MPS type VII (gus^mps/gus^mps) mice (derived from the C57BL/6 strain) (The Jackson Laboratory, Bar Harbor, Maine) at 6 to 8 weeks of age were injected with 2 × 10⁹ and 2 × 10⁷ PFU of Adβgluc into the lateral tail vein and the right striatum of the brain (13), respectively. Negative control MPS type VII mice received either no virus or recombinant adenovirus that encodes Escherichia coli β-galactosidase (Adβgal). Adβgluc (20) and Adβgal (27) are derived from human adenovirus serotype 5, with deletions in the E1 region that render them replication defective. Transcription is directed by the Rous sarcoma virus long terminal repeat. The anti-CD40 ligand monoclonal antibody, MR-1 (purified as described in reference 35), was injected into the peritoneum (500 μg per dose) on days −1, 0, 1, 2, 4, 6, 9, and 12 relative to virus injection. Mice that were not given MR-1 received analogous injections of hamster gamma globulin (control immunoglobulin) (Jackson Immuno Research Laboratories Inc., West Grove, Pa.). Enzyme-linked immunosorbent assay (35) of plasma samples showed that MR-1 effectively delayed the generation of anti-Ad immunoglobulin G (IgG). On day 41, mice given control immunoglobulin had plasma anti-Ad IgG concentration of 20,000 ng/ml, whereas negligible amounts were detected in MR-1-treated mice. However, 109 days after Adβgluc injection, the anti-Ad concentration in plasma of MR-1-treated mice was 4,000 ng/ml. For determination of anti-β-glucuronidase IgG concentrations in plasma samples, an antibody capture assay (33a) was used. Briefly, plasma samples were incubated with protein G-conjugated Sepharose beads and human β-glucuronidase (generously provided by William Sly) overnight at 4°C, washed by centrifugation, resuspended in 0.2% acetic acid, and assayed for β-glucuronidase activity by fluorometry (13, 14). Similar to its effect on the anti-Ad IgG response, MR-1 treatment blocked the generation of anti-β-glucuronidase IgG for several weeks (Fig. 1A), during which time β-glucuronidase (determined by fluorometric assay) was present at high levels in the plasma of only the MR-1-treated mice (Fig. 1B). The disappearance of β-glucuronidase from plasma coincided with the appearance of anti-β-glucuronidase IgG, suggestive of antibody-mediated clearance.

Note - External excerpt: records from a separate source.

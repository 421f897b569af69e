//! Firestore backend over the REST API.
//!
//! Each collection maps to one Firestore collection whose document ids are
//! the item ids. Writes delete every document of the collection and insert
//! the new set in batched commits. Reads are cached per collection until the
//! next write of that collection.

use super::{decode_collection, encode_collection, filter_ids, Storage, StorageError};
use super::{StorageResult, StorageStatus};
use crate::item::Item;
use reqwest::blocking::{Client, RequestBuilder};
use serde::Deserialize;
use serde_json::{json, Map, Value};
use std::cell::RefCell;
use std::collections::HashMap;
use std::time::Duration;
use tracing::debug;

const DEFAULT_BASE_URL: &str = "https://firestore.googleapis.com";
const TOKEN_ENV: &str = "TASKLINE_FIRESTORE_TOKEN";
/// Firestore rejects commits with more writes than this
const MAX_BATCH_WRITES: usize = 500;
const PAGE_SIZE: &str = "300";
const REQUEST_TIMEOUT: Duration = Duration::from_secs(30);

fn default_database() -> String {
    "(default)".to_string()
}

fn default_storage_collection() -> String {
    "storage".to_string()
}

fn default_archive_collection() -> String {
    "archive".to_string()
}

/// Backend specific settings of a `firestore` storage module
#[derive(Debug, Clone, Deserialize)]
#[serde(rename_all = "camelCase")]
pub struct FirestoreConfig {
    pub project_id: String,
    #[serde(default = "default_database")]
    pub database: String,
    /// OAuth bearer token, e.g. from `gcloud auth print-access-token`
    #[serde(default)]
    pub access_token: Option<String>,
    #[serde(default)]
    pub api_key: Option<String>,
    #[serde(default = "default_storage_collection")]
    pub storage_collection: String,
    #[serde(default = "default_archive_collection")]
    pub archive_collection: String,
    /// Override for the emulator, e.g. `http://localhost:8080`
    #[serde(default)]
    pub base_url: Option<String>,
}

#[derive(Debug, Default, Deserialize)]
#[serde(rename_all = "camelCase")]
struct ListResponse {
    #[serde(default)]
    documents: Vec<Document>,
    #[serde(default)]
    next_page_token: Option<String>,
}

#[derive(Debug, Deserialize)]
struct Document {
    name: String,
    #[serde(default)]
    fields: Map<String, Value>,
}

/// Encode a JSON value as a Firestore typed value
pub fn to_firestore_value(value: &Value) -> Value {
    match value {
        Value::Null => json!({ "nullValue": null }),
        Value::Bool(b) => json!({ "booleanValue": b }),
        Value::Number(n) => {
            if let Some(i) = n.as_i64() {
                json!({ "integerValue": i.to_string() })
            } else if let Some(u) = n.as_u64() {
                json!({ "integerValue": u.to_string() })
            } else {
                json!({ "doubleValue": n.as_f64().unwrap_or_default() })
            }
        }
        Value::String(s) => json!({ "stringValue": s }),
        Value::Array(values) => {
            let values: Vec<Value> = values.iter().map(to_firestore_value).collect();
            json!({ "arrayValue": { "values": values } })
        }
        Value::Object(map) => json!({ "mapValue": { "fields": to_firestore_fields(map) } }),
    }
}

pub fn to_firestore_fields(map: &Map<String, Value>) -> Map<String, Value> {
    map.iter()
        .map(|(key, value)| (key.clone(), to_firestore_value(value)))
        .collect()
}

/// Decode a Firestore typed value; unknown types decode as null
pub fn from_firestore_value(value: &Value) -> Value {
    let Some((kind, inner)) = value.as_object().and_then(|map| map.iter().next()) else {
        return Value::Null;
    };

    match kind.as_str() {
        "integerValue" => match inner {
            Value::String(s) => s
                .parse::<i64>()
                .map(Value::from)
                .or_else(|_| s.parse::<u64>().map(Value::from))
                .unwrap_or(Value::Null),
            Value::Number(_) => inner.clone(),
            _ => Value::Null,
        },
        "booleanValue" | "doubleValue" | "stringValue" | "timestampValue" => inner.clone(),
        "arrayValue" => {
            let values = inner
                .get("values")
                .and_then(Value::as_array)
                .map(|values| values.iter().map(from_firestore_value).collect())
                .unwrap_or_default();
            Value::Array(values)
        }
        "mapValue" => {
            let fields = inner
                .get("fields")
                .and_then(Value::as_object)
                .map(from_firestore_fields)
                .unwrap_or_default();
            Value::Object(fields)
        }
        _ => Value::Null,
    }
}

pub fn from_firestore_fields(fields: &Map<String, Value>) -> Map<String, Value> {
    fields
        .iter()
        .map(|(key, value)| (key.clone(), from_firestore_value(value)))
        .collect()
}

/// The last path segment of a document resource name
fn document_id(name: &str) -> &str {
    name.rsplit('/').next().unwrap_or(name)
}

/// Storage kept in two Firestore collections
pub struct FirestoreStorage {
    config: FirestoreConfig,
    client: Client,
    token: Option<String>,
    cache: RefCell<HashMap<String, Vec<Item>>>,
}

impl FirestoreStorage {
    pub fn new(name: &str, config: FirestoreConfig) -> StorageResult<Self> {
        let invalid = |reason: &str| StorageError::InvalidConfig {
            name: name.to_string(),
            reason: reason.to_string(),
        };

        if config.project_id.trim().is_empty() {
            return Err(invalid("projectId is empty"));
        }
        if config.storage_collection == config.archive_collection {
            return Err(invalid("storageCollection and archiveCollection must differ"));
        }

        let token = std::env::var(TOKEN_ENV)
            .ok()
            .filter(|t| !t.trim().is_empty())
            .or_else(|| config.access_token.clone());
        if token.is_none() && config.api_key.is_none() && config.base_url.is_none() {
            return Err(invalid(&format!(
                "no credentials: set accessToken or apiKey, or export {}",
                TOKEN_ENV
            )));
        }

        let client = Client::builder()
            .timeout(REQUEST_TIMEOUT)
            .build()
            .map_err(|e| StorageError::Remote(e.to_string()))?;

        Ok(FirestoreStorage {
            config,
            client,
            token,
            cache: RefCell::new(HashMap::new()),
        })
    }

    /// `projects/{p}/databases/{d}/documents`
    fn documents_path(&self) -> String {
        format!(
            "projects/{}/databases/{}/documents",
            self.config.project_id, self.config.database
        )
    }

    fn url(&self, suffix: &str) -> String {
        let base = self.config.base_url.as_deref().unwrap_or(DEFAULT_BASE_URL);
        format!("{}/v1/{}{}", base.trim_end_matches('/'), self.documents_path(), suffix)
    }

    fn authorize(&self, request: RequestBuilder) -> RequestBuilder {
        let request = match &self.token {
            Some(token) => request.bearer_auth(token),
            None => request,
        };
        match &self.config.api_key {
            Some(key) => request.query(&[("key", key)]),
            None => request,
        }
    }

    fn send(&self, request: RequestBuilder) -> StorageResult<Value> {
        let response = self
            .authorize(request)
            .send()
            .map_err(|e| StorageError::Remote(format!("cannot reach Firestore: {}", e)))?;

        let status = response.status();
        let body = response
            .text()
            .map_err(|e| StorageError::Remote(e.to_string()))?;
        if !status.is_success() {
            return Err(StorageError::Remote(format!("Firestore returned {}: {}", status, body.trim())));
        }
        if body.trim().is_empty() {
            return Ok(Value::Null);
        }
        Ok(serde_json::from_str(&body)?)
    }

    fn list_documents(&self, collection: &str, page_size: &str) -> StorageResult<Vec<Document>> {
        let mut documents = Vec::new();
        let mut page_token: Option<String> = None;

        loop {
            let mut request = self
                .client
                .get(self.url(&format!("/{}", collection)))
                .query(&[("pageSize", page_size)]);
            if let Some(token) = &page_token {
                request = request.query(&[("pageToken", token)]);
            }

            let body = self.send(request)?;
            let page: ListResponse = if body.is_null() {
                ListResponse::default()
            } else {
                serde_json::from_value(body)?
            };
            documents.extend(page.documents);

            match page.next_page_token.filter(|t| !t.is_empty()) {
                Some(token) => page_token = Some(token),
                None => break,
            }
        }

        debug!("Listed {} document(s) from {}", documents.len(), collection);
        Ok(documents)
    }

    fn fetch(&self, collection: &str) -> StorageResult<Vec<Item>> {
        if let Some(items) = self.cache.borrow().get(collection) {
            return Ok(items.clone());
        }

        let records: Map<String, Value> = self
            .list_documents(collection, PAGE_SIZE)?
            .into_iter()
            .map(|doc| {
                let id = document_id(&doc.name).to_string();
                (id, Value::Object(from_firestore_fields(&doc.fields)))
            })
            .collect();
        let (items, _) = decode_collection(records)?;

        self.cache
            .borrow_mut()
            .insert(collection.to_string(), items.clone());
        Ok(items)
    }

    fn commit(&self, writes: Vec<Value>) -> StorageResult<()> {
        for batch in writes.chunks(MAX_BATCH_WRITES) {
            let request = self
                .client
                .post(self.url(":commit"))
                .json(&json!({ "writes": batch }));
            self.send(request)?;
        }
        Ok(())
    }

    fn replace(&self, collection: &str, data: &[Item]) -> StorageResult<()> {
        self.cache.borrow_mut().remove(collection);

        let deletes: Vec<Value> = self
            .list_documents(collection, PAGE_SIZE)?
            .into_iter()
            .map(|doc| json!({ "delete": doc.name }))
            .collect();
        self.commit(deletes)?;

        let prefix = format!("{}/{}", self.documents_path(), collection);
        let inserts: Vec<Value> = encode_collection(data)?
            .into_iter()
            .map(|(id, record)| {
                let fields = match &record {
                    Value::Object(map) => to_firestore_fields(map),
                    _ => Map::new(),
                };
                json!({ "update": { "name": format!("{}/{}", prefix, id), "fields": fields } })
            })
            .collect();
        self.commit(inserts)?;

        debug!("Replaced {} with {} item(s)", collection, data.len());
        Ok(())
    }
}

impl Storage for FirestoreStorage {
    fn get(&self, ids: Option<&[u64]>) -> StorageResult<Vec<Item>> {
        let items = self.fetch(&self.config.storage_collection)?;
        Ok(filter_ids(items, ids))
    }

    fn get_archive(&self, ids: Option<&[u64]>) -> StorageResult<Vec<Item>> {
        let items = self.fetch(&self.config.archive_collection)?;
        Ok(filter_ids(items, ids))
    }

    fn set(&mut self, data: &[Item]) -> StorageResult<()> {
        let collection = self.config.storage_collection.clone();
        self.replace(&collection, data)
    }

    fn set_archive(&mut self, data: &[Item]) -> StorageResult<()> {
        let collection = self.config.archive_collection.clone();
        self.replace(&collection, data)
    }

    fn status(&self) -> StorageStatus {
        match self.list_documents(&self.config.storage_collection, "1") {
            Ok(_) => StorageStatus::Online,
            Err(e) => StorageStatus::Offline(e.to_string()),
        }
    }
}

FIG. 1 — Anti-β-glucuronidase antibody and β-glucuronidase activity levels in plasma. MPS type VII mice were injected with Adβgluc on day 0 and with MR-1 or control immunoglobulin on days −1, 0, 1, 2, 4, 6, 9, and 12. Plasma samples obtained at the indicated time points were analyzed for anti-β-glucuronidase IgG (A) and for β-glucuronidase activity (B). Anti-β-glucuronidase IgG concentrations are expressed as units per milliliter of plasma, which refers to the β-glucuronidase-capturing capacity of the plasma IgG. n was 3 to 5 for Adβgluc+control immunoglobulin-injected ice; n was 5 or 6 for Adβgluc+MR-1-treated mice. Error bars represent standard errors of the means.

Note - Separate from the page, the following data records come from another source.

//! Error types surfaced to the command line.

use crate::storage::StorageError;
use thiserror::Error;

/// Errors produced by taskline operations
#[derive(Error, Debug)]
pub enum TasklineError {
    /// An id that does not exist in the target collection, or is not a number
    #[error("Invalid id: {0}")]
    InvalidId(String),

    /// A range like `4-2` or `1-b`
    #[error("Invalid id range: {0}")]
    InvalidIdRange(String),

    #[error("Invalid priority: {0}. Valid values are 1 (normal), 2 (medium) and 3 (high)")]
    InvalidPriority(String),

    #[error("Invalid date format: {0}")]
    InvalidDate(String),

    #[error("No description was given")]
    MissingDescription,

    #[error("No boards were given")]
    MissingBoards,

    /// Unreadable config file, unsupported language and similar
    #[error("Configuration error: {0}")]
    Config(String),

    #[error(transparent)]
    Storage(#[from] StorageError),
}

impl TasklineError {
    /// Whether the error came from user input rather than the environment
    pub fn is_user_error(&self) -> bool {
        !matches!(self, TasklineError::Config(_) | TasklineError::Storage(_))
    }
}

pub type Result<T> = std::result::Result<T, TasklineError>;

The MR-1 dosing regimen was based on studies that showed that the presence of MR-1 at the time of antigen exposure, encompassing the time of peak CD40 ligand expression in the spleen (3 to 4 days after antigen exposure) (39), effectively blocked antibody synthesis and memory B-cell generation (10, 11). In a previous investigation, using an MR-1 injection schedule very similar to that used in the present study, we successfully blocked anti-Ad responses at least until day 63 (the last time point tested) (35). Other investigators used fewer injections containing lower concentrations of MR-1 to prevent humoral responses to injected protein antigens (10, 11). However, with a virus vector there is the potential for continuous synthesis of foreign antigen by transduced cells, including dendritic cells (16). The delayed antibody responses detected after 9 weeks in the present study were likely a result of antigenic stimulation extending beyond the clearance time of the MR-1 (11).

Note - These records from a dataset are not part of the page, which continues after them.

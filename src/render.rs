//! Terminal output.
//!
//! Colors come from the configured theme and are written as 24-bit termion
//! escapes. Formatting functions return strings so views can be tested
//! without a terminal.

use crate::config::{parse_hex_color, Config, Theme};
use crate::item::{Item, Priority, DEFAULT_BOARD};
use crate::storage::manager::StorageEntry;
use crate::storage::StorageStatus;
use crate::taskline::{stats, Group, Moved, Stats, Toggled};
use chrono::{DateTime, Local, TimeZone};
use std::fmt;
use termion::{color, style};

const MILLIS_PER_DAY: i64 = 24 * 60 * 60 * 1000;

/// A theme color ready for printing
#[derive(Debug, Clone, Copy, PartialEq, Eq)]
pub struct Shade(u8, u8, u8);

impl Shade {
    fn from_hex(hex: &str, fallback: &str) -> Shade {
        let (r, g, b) = parse_hex_color(hex)
            .or_else(|| parse_hex_color(fallback))
            .unwrap_or((255, 255, 255));
        Shade(r, g, b)
    }

    /// `text` wrapped in this color
    pub fn paint(&self, text: impl fmt::Display) -> String {
        format!(
            "{}{}{}",
            color::Fg(color::Rgb(self.0, self.1, self.2)),
            text,
            color::Fg(color::Reset)
        )
    }
}

#[derive(Debug, Clone, Copy)]
pub struct Palette {
    pub pale: Shade,
    pub error: Shade,
    pub success: Shade,
    pub warning: Shade,
    pub priority_medium: Shade,
    pub priority_high: Shade,
}

impl Palette {
    pub fn new(theme: &Theme) -> Palette {
        let defaults = Theme::default();
        Palette {
            pale: Shade::from_hex(&theme.pale, &defaults.pale),
            error: Shade::from_hex(&theme.error, &defaults.error),
            success: Shade::from_hex(&theme.success, &defaults.success),
            warning: Shade::from_hex(&theme.warning, &defaults.warning),
            priority_medium: Shade::from_hex(&theme.priority_medium, &defaults.priority_medium),
            priority_high: Shade::from_hex(&theme.priority_high, &defaults.priority_high),
        }
    }
}

impl Default for Palette {
    fn default() -> Self {
        Palette::new(&Theme::default())
    }
}

/// Whole days from `from` to `to`, rounded toward negative infinity
fn days_between(from: i64, to: i64) -> i64 {
    (to - from).div_euclid(MILLIS_PER_DAY)
}

fn format_ids(ids: &[u64]) -> String {
    ids.iter().map(u64::to_string).collect::<Vec<_>>().join(", ")
}

pub struct Renderer {
    palette: Palette,
    display_complete_tasks: bool,
    display_progress_overview: bool,
}

impl Renderer {
    pub fn new(config: &Config) -> Renderer {
        Renderer {
            palette: Palette::new(&config.theme),
            display_complete_tasks: config.display_complete_tasks,
            display_progress_overview: config.display_progress_overview,
        }
    }

    pub fn success(&self, message: &str) {
        println!("{}", self.palette.success.paint(format!("✓ {}", message)));
    }

    pub fn warning(&self, message: &str) {
        println!("{}", self.palette.warning.paint(message));
    }

    pub fn error(&self, message: &str) {
        eprintln!("{}", self.palette.error.paint(format!("✘ {}", message)));
    }

    fn symbol(&self, item: &Item) -> String {
        match item.as_task() {
            None => self.palette.pale.paint("●"),
            Some(t) if t.is_complete => self.palette.success.paint("✔"),
            Some(t) if t.in_progress => self.palette.warning.paint("…"),
            Some(t) if t.is_canceled => self.palette.error.paint("✘"),
            Some(_) => self.palette.pale.paint("☐"),
        }
    }

    fn description(&self, item: &Item) -> String {
        let text = item.description();
        let Some(task) = item.as_task() else {
            return text.to_string();
        };
        if task.is_complete || task.is_canceled {
            return self.palette.pale.paint(text);
        }
        match task.priority {
            Priority::High => format!(
                "{}{}{}",
                style::Bold,
                self.palette.priority_high.paint(format!("{} (!!)", text)),
                style::Reset
            ),
            Priority::Medium => self.palette.priority_medium.paint(format!("{} (!)", text)),
            Priority::Normal => text.to_string(),
        }
    }

    /// `(due in 2 days)`, `(overdue 1 day)`; nothing for finished tasks
    pub fn due_hint(&self, item: &Item, now: DateTime<Local>) -> Option<String> {
        let task = item.as_task()?;
        let due = task.due_date?;
        if task.is_complete || task.is_canceled {
            return None;
        }

        let due_day = Local.timestamp_millis_opt(due).single()?.date_naive();
        if due < now.timestamp_millis() {
            let late = (now.date_naive() - due_day).num_days();
            let hint = match late {
                0 => "(overdue)".to_string(),
                1 => "(overdue 1 day)".to_string(),
                n => format!("(overdue {} days)", n),
            };
            return Some(self.palette.error.paint(hint));
        }

        let hint = match (due_day - now.date_naive()).num_days() {
            0 => "(due today)".to_string(),
            1 => "(due tomorrow)".to_string(),
            d => format!("(due in {} days)", d),
        };
        Some(self.palette.warning.paint(hint))
    }

    /// One item line
    pub fn item_line(&self, item: &Item, now: DateTime<Local>, show_boards: bool) -> String {
        let mut parts = vec![
            self.palette.pale.paint(format!("{:>4}.", item.id())),
            self.symbol(item),
            self.description(item),
        ];

        if show_boards {
            let boards: Vec<String> = item
                .boards()
                .iter()
                .filter(|b| b.as_str() != DEFAULT_BOARD)
                .map(|b| format!("@{}", b))
                .collect();
            if !boards.is_empty() {
                parts.push(self.palette.pale.paint(boards.join(" ")));
            }
        }

        if let Some(hint) = self.due_hint(item, now) {
            parts.push(hint);
        }

        let age = days_between(item.timestamp(), now.timestamp_millis());
        if age > 0 {
            parts.push(self.palette.pale.paint(format!("{}d", age)));
        }

        if item.is_starred() {
            parts.push(self.palette.warning.paint("★"));
        }

        parts.join(" ")
    }

    fn header(&self, title: &str, items: &[Item]) -> String {
        let tasks = items.iter().filter(|i| i.is_task()).count();
        let done = items.iter().filter(|i| i.is_complete()).count();
        format!(
            "\n  {}{}{} {}",
            style::Underline,
            title,
            style::Reset,
            self.palette.pale.paint(format!("[{}/{}]", done, tasks))
        )
    }

    fn visible<'a>(&self, items: &'a [Item]) -> impl Iterator<Item = &'a Item> {
        let show_complete = self.display_complete_tasks;
        items.iter().filter(move |item| show_complete || !item.is_complete())
    }

    /// Items grouped under board headings
    pub fn board_view(&self, groups: &[Group], now: DateTime<Local>) -> String {
        let mut lines = Vec::new();
        for group in groups {
            lines.push(self.header(&format!("@{}", group.title), &group.items));
            for item in self.visible(&group.items) {
                lines.push(format!("  {}", self.item_line(item, now, false)));
            }
        }
        lines.join("\n")
    }

    /// Items grouped under creation dates
    pub fn timeline_view(&self, groups: &[Group], now: DateTime<Local>) -> String {
        let mut lines = Vec::new();
        for group in groups {
            lines.push(self.header(&group.title, &group.items));
            for item in self.visible(&group.items) {
                lines.push(format!("  {}", self.item_line(item, now, true)));
            }
        }
        lines.join("\n")
    }

    pub fn stats_view(&self, stats: &Stats) -> String {
        if !self.display_progress_overview {
            return String::new();
        }
        let sep = self.palette.pale.paint("·");
        format!(
            "\n  {}\n  {} {} {} {} {} {} {} {} {}\n",
            self.palette.pale.paint(format!("{}% of all tasks complete.", stats.percent)),
            self.palette.success.paint(format!("{} done", stats.complete)),
            sep,
            self.palette.warning.paint(format!("{} in-progress", stats.in_progress)),
            sep,
            self.palette.pale.paint(format!("{} pending", stats.pending)),
            sep,
            self.palette.error.paint(format!("{} canceled", stats.canceled)),
            sep,
            self.palette.pale.paint(format!("{} notes", stats.notes)),
        )
    }

    /// Board view followed by stats over `items`
    pub fn overview(&self, groups: &[Group], items: &[Item], now: DateTime<Local>) -> String {
        if items.is_empty() {
            return format!(
                "\n  {}\n",
                self.palette.pale.paint("Type `tl --help` to get started")
            );
        }
        format!("{}\n{}", self.board_view(groups, now), self.stats_view(&stats(items)))
    }

    pub fn toggled(&self, toggled: &Toggled, on: &str, off: &str) {
        if !toggled.on.is_empty() {
            self.success(&format!("{} {}", on, format_ids(&toggled.on)));
        }
        if !toggled.off.is_empty() {
            self.success(&format!("{} {}", off, format_ids(&toggled.off)));
        }
        if toggled.on.is_empty() && toggled.off.is_empty() {
            self.warning("No tasks among the given ids");
        }
    }

    pub fn moved(&self, moved: &[Moved], verb: &str) {
        for m in moved {
            self.success(&format!("{} item {} as {}", verb, m.from, m.to));
        }
    }

    pub fn storage_list(&self, entries: &[StorageEntry]) -> String {
        let mut lines = Vec::new();
        for entry in entries {
            let marker = if entry.active { "*" } else { " " };
            let status = match &entry.status {
                StorageStatus::Online => self.palette.success.paint(&entry.status),
                StorageStatus::Offline(_) => self.palette.error.paint(&entry.status),
            };
            lines.push(format!(
                "  {} {} {} {}",
                marker,
                entry.name,
                self.palette.pale.paint(format!("({})", entry.kind)),
                status
            ));
        }
        lines.join("\n")
    }
}

#[cfg(test)]
mod tests {
    use super::*;
    use crate::item::{Note, Task};
    use crate::storage::StorageKind;

    fn strip(text: &str) -> String {
        let mut out = String::new();
        let mut chars = text.chars();
        while let Some(c) = chars.next() {
            if c == '\x1b' {
                for c in chars.by_ref() {
                    if c == 'm' {
                        break;
                    }
                }
            } else {
                out.push(c);
            }
        }
        out
    }

    fn now() -> DateTime<Local> {
        Local.with_ymd_and_hms(2024, 5, 15, 12, 0, 0).unwrap()
    }

    #[test]
    fn test_item_line_symbols_and_markers() {
        let renderer = Renderer::new(&Config::default());
        let now = now();

        let mut task = Task::new(3, "ship it").with_priority(Priority::High);
        task.timestamp = now.timestamp_millis();
        task.is_starred = true;
        let line = strip(&renderer.item_line(&Item::Task(task), now, false));
        assert_eq!(line, "   3. ☐ ship it (!!) ★");

        let mut note = Note::new(4, "remember");
        note.timestamp = now.timestamp_millis() - 3 * MILLIS_PER_DAY;
        let line = strip(&renderer.item_line(&Item::Note(note), now, false));
        assert_eq!(line, "   4. ● remember 3d");
    }

    #[test]
    fn test_due_hints() {
        let renderer = Renderer::new(&Config::default());
        let now = now();
        let at = |days: i64| Item::Task(Task::new(1, "x").with_due_date(Some(now.timestamp_millis() + days * MILLIS_PER_DAY)));

        assert_eq!(strip(&renderer.due_hint(&at(2), now).unwrap()), "(due in 2 days)");
        assert_eq!(strip(&renderer.due_hint(&at(1), now).unwrap()), "(due tomorrow)");
        assert_eq!(strip(&renderer.due_hint(&at(-2), now).unwrap()), "(overdue 2 days)");

        let mut done = Task::new(2, "y").with_due_date(Some(now.timestamp_millis() - MILLIS_PER_DAY));
        done.check();
        assert!(renderer.due_hint(&Item::Task(done), now).is_none());
    }

    #[test]
    fn test_board_view_hides_complete_when_configured() {
        let config = Config {
            display_complete_tasks: false,
            ..Config::default()
        };
        let renderer = Renderer::new(&config);
        let mut done = Task::new(1, "finished");
        done.check();
        let groups = vec![Group {
            title: "work".into(),
            items: vec![Item::Task(done), Item::Task(Task::new(2, "open"))],
        }];

        let view = strip(&renderer.board_view(&groups, now()));
        assert!(view.contains("@work [1/2]"));
        assert!(view.contains("open"));
        assert!(!view.contains("finished"));
    }

    #[test]
    fn test_stats_view_respects_overview_flag() {
        let stats = Stats {
            complete: 1,
            pending: 1,
            percent: 50,
            ..Stats::default()
        };
        let view = strip(&Renderer::new(&Config::default()).stats_view(&stats));
        assert!(view.contains("50% of all tasks complete."));
        assert!(view.contains("1 done"));

        let config = Config {
            display_progress_overview: false,
            ..Config::default()
        };
        assert!(Renderer::new(&config).stats_view(&stats).is_empty());
    }

    #[test]
    fn test_storage_list_marks_active() {
        let renderer = Renderer::new(&Config::default());
        let entries = vec![StorageEntry {
            name: "local".into(),
            kind: StorageKind::Local,
            active: true,
            status: StorageStatus::Online,
        }];
        assert_eq!(strip(&renderer.storage_list(&entries)), "  * local (local) Online");
    }

    #[test]
    fn test_invalid_theme_color_falls_back() {
        let mut theme = Theme::default();
        theme.pale = "nope".into();
        assert_eq!(Palette::new(&theme).pale, Palette::default().pale);
    }
}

β-Glucuronidase synthesis persists and corrects pathology in the liver.

Sixteen weeks after Adβgluc injection, the mice were sacrificed and β-glucuronidase activities in tissue lysates of liver, lung, and kidney were quantitated by fluorometric assay. Activities in liver lysates were similar between mice given MR-1 or control immunoglobulin (88 and 82% of wild-type activity, respectively), indicating near-complete restoration of enzyme activity in this organ. Activity in the lungs of Adβgluc-injected mice was 141% of wild-type activity for the MR-1-treated group but only 15% of wild-type activity for the control immunoglobulin-treated mice. Activity in the kidney was 18% of wild-type activity for the MR-1-treated group but less than 2% of wild-type activity for control immunoglobulin-treated animals. Wild-type (normal C57BL/6 mouse) values were 202, 310, and 287 U of activity per mg of protein in liver, lung, and kidney lysates, respectively.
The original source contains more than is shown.